Segment Start: Data listing

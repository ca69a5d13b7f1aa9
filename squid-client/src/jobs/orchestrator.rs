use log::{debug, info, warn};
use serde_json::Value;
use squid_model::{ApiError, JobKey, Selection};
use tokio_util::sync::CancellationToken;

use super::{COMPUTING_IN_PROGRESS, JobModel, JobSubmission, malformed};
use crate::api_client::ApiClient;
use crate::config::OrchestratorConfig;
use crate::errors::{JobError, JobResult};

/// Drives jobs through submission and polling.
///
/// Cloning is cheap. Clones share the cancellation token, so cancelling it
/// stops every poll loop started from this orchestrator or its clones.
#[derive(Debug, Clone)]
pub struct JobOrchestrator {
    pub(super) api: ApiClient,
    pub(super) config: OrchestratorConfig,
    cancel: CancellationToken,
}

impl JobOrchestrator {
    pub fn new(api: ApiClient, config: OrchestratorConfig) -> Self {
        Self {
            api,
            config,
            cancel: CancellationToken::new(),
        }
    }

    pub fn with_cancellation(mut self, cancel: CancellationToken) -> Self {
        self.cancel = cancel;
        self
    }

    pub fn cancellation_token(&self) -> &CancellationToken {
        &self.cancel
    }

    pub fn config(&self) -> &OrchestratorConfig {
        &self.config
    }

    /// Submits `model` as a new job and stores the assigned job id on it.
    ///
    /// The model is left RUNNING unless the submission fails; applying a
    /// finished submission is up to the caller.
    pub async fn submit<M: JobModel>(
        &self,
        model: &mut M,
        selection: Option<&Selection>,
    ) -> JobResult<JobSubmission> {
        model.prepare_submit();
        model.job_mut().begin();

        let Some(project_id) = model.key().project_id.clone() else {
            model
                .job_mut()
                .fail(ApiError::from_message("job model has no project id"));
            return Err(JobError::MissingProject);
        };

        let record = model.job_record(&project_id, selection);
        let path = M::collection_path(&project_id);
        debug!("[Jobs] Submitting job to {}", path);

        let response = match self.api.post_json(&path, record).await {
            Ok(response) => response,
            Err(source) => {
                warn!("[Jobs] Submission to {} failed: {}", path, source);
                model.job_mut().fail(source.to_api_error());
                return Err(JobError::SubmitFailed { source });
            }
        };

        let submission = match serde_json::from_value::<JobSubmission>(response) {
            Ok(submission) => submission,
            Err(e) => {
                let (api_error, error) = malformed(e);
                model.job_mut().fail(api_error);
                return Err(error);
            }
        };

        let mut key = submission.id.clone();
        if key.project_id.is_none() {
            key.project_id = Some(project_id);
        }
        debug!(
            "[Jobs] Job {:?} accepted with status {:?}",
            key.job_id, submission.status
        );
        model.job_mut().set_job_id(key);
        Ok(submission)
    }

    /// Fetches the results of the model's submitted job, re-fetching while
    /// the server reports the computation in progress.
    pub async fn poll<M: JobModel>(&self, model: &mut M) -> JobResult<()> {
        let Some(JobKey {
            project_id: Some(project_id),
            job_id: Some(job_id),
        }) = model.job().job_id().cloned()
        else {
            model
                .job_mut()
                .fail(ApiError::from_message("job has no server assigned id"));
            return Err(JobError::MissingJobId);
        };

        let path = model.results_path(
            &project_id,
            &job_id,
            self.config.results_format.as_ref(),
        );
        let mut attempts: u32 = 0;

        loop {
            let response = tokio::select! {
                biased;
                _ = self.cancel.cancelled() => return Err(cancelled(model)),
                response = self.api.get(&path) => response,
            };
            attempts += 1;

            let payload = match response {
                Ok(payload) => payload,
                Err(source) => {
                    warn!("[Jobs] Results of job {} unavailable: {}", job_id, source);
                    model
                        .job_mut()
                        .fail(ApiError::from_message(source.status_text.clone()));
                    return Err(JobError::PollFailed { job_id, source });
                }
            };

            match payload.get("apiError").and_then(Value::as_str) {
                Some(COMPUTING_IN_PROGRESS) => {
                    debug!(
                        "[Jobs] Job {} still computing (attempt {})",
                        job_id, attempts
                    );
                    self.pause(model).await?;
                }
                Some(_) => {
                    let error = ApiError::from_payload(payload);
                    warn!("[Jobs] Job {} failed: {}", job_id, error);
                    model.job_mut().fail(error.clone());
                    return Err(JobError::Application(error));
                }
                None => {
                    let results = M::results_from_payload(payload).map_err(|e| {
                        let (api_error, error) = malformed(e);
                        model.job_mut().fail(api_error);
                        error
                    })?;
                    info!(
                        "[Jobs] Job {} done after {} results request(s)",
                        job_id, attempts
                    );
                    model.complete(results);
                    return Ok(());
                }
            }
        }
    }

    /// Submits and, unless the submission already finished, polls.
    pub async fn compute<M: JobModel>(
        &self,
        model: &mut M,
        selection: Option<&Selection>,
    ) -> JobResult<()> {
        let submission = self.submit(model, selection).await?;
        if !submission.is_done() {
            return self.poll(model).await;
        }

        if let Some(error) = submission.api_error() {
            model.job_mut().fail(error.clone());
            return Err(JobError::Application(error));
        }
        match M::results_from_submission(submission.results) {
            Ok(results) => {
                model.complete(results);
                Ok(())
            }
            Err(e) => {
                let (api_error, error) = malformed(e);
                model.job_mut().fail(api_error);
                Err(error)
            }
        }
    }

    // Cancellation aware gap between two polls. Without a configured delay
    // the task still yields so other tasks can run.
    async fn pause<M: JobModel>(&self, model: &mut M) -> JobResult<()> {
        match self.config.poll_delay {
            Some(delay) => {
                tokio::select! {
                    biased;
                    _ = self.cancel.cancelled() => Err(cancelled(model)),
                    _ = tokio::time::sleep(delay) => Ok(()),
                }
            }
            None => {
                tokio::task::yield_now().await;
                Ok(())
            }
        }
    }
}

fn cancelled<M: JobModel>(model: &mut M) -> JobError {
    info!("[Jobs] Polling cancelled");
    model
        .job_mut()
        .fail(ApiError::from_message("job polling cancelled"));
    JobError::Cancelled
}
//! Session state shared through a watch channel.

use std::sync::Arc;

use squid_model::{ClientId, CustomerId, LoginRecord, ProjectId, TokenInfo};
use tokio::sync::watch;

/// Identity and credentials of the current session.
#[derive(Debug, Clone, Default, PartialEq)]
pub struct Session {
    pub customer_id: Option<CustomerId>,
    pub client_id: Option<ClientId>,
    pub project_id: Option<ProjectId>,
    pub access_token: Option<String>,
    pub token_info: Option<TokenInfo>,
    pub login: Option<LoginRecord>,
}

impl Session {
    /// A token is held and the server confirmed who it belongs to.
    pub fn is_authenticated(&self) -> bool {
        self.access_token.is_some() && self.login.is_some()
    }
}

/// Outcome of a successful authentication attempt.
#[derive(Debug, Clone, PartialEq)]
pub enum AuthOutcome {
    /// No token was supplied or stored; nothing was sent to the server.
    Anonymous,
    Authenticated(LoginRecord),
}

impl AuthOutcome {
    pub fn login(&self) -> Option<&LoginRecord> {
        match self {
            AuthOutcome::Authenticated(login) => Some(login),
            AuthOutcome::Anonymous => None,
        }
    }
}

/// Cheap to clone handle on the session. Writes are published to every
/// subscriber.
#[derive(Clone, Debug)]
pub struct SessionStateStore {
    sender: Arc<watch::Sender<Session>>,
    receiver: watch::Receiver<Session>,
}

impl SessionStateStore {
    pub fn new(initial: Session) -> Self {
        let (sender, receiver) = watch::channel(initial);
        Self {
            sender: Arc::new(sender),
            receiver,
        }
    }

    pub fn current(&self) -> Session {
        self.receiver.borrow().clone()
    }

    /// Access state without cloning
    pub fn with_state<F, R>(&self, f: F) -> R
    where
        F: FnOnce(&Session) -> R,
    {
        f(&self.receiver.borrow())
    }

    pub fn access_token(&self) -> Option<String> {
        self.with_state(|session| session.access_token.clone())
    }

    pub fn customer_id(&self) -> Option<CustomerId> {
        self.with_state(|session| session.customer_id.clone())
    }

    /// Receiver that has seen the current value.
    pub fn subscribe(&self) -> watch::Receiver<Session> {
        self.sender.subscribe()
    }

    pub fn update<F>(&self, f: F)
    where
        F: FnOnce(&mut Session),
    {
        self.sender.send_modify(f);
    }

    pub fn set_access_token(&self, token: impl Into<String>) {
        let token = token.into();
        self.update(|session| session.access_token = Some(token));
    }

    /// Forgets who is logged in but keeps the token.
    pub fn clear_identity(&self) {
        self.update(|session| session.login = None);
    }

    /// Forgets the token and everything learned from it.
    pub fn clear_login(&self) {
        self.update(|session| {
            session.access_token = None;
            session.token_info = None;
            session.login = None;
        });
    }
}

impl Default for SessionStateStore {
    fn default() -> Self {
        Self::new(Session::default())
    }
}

Segment End: Data listing

▶ _Exercise objective_
Work through the records above line by line and count those that hold the string "return". Give only the result.

▶ _Expected answer_
10